The 1789 chapel was registered for the solemnisation of marriages on 1 February 1838. The registration was formally transferred to the new chapel with effect from 24 October 1876, and was cancelled on 15 June 2005. Worship at the church ceased in that year, when the building was sold for residential conversion and the congregation moved their services to Manor Primary School in Uckfield. The church is affiliated with Baptists Together (the Baptist Union of Great Britain) and the Evangelical Alliance.

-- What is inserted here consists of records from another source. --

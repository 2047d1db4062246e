use http::StatusCode;

use crate::api::ApiFault;

#[test]
fn test_fault_status_codes() {
    assert_eq!(ApiFault::not_found("Extension foo").status(), StatusCode::NOT_FOUND);
    assert_eq!(ApiFault::BadRequest("x".into()).status(), StatusCode::BAD_REQUEST);
    assert_eq!(ApiFault::Conflict("x".into()).status(), StatusCode::CONFLICT);
    assert_eq!(
        ApiFault::Internal("x".into()).status(),
        StatusCode::INTERNAL_SERVER_ERROR
    );
}

#[test]
fn test_fault_renders_json_error_body() {
    let response = ApiFault::not_found("Extension foo").into_response();
    assert_eq!(response.status, StatusCode::NOT_FOUND);
    assert_eq!(
        response.headers.get(http::header::CONTENT_TYPE).unwrap(),
        "application/json"
    );

    let body = response.body_json().unwrap();
    assert_eq!(body["error"]["type"], "NotFound");
    assert_eq!(body["error"]["message"], "Extension foo could not be found");
    assert_eq!(body["error"]["code"], 404);
}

The church's historical records are stored at the East Sussex Record Office at The Keep, Brighton.

==Architecture==
Uckfield Baptist Church was listed at Grade II by English Heritage on 31 December 1982; this defines it as a "nationally important" building of "special interest". As of February 2001, it was one of 2,020 Grade II listed buildings, and 2,173 listed buildings of all grades, in the district of Wealden.

It is a "simple brick chapel" of a single storey, mostly of red brick with some darker brickwork at the front, and four evenly spaced round-arched windows on the side elevation alongside the road. The windows retain their original glazing bars. The roof is tiled. The gabled front has bargeboards in a curved pattern with pierced openings, and the rear elevation is also gabled. Although rebuilt in 1874, well after the heyday of Georgian architecture, it is "still Georgian in character".